▸ Work to be completed: Return a copy of every line in the data below that contains "find".

---- Data to use

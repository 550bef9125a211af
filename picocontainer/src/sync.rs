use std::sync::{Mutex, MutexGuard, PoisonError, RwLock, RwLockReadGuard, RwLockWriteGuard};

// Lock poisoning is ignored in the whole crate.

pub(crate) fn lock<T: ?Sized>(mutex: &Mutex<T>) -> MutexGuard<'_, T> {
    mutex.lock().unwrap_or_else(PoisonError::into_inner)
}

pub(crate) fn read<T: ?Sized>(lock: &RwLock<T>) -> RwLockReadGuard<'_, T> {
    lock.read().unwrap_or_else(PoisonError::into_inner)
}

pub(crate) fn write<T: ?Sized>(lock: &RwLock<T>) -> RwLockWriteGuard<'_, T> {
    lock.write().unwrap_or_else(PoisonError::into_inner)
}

--------
---- Data to use

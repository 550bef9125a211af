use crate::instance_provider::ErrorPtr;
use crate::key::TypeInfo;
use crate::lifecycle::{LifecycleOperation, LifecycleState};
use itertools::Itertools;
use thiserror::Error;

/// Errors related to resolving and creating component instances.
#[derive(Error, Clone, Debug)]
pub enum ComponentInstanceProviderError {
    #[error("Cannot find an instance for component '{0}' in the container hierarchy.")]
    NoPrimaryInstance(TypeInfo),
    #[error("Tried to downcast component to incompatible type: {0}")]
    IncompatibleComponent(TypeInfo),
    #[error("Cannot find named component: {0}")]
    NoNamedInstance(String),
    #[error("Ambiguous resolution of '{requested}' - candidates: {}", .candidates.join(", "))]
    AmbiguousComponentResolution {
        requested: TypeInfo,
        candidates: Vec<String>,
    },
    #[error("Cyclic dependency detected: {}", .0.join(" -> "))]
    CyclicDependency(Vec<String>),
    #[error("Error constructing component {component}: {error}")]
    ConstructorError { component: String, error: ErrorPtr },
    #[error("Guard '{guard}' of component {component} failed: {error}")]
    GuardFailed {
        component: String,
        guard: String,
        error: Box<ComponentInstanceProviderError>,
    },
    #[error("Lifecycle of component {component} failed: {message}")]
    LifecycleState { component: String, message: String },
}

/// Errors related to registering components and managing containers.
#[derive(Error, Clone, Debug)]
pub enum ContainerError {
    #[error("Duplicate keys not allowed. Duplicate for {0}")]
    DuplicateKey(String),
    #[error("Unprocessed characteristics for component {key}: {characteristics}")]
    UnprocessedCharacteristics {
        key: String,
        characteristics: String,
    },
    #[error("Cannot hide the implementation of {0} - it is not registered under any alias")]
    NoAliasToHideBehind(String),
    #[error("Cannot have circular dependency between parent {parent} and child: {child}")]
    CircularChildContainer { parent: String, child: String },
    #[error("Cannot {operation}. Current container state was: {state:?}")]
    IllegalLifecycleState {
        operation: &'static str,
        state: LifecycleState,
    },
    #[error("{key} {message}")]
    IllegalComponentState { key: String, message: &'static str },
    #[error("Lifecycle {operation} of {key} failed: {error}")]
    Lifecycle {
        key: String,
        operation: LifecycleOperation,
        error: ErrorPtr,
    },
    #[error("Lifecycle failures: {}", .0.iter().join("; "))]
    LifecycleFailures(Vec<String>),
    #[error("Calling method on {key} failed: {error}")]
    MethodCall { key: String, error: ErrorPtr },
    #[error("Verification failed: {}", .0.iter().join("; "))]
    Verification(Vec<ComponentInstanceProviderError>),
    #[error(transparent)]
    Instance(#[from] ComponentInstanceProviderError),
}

--------

▸ Result for this exercise:
    #[error("Cannot find an instance for component '{0}' in the container hierarchy.")]
    #[error("Cannot find named component: {0}")]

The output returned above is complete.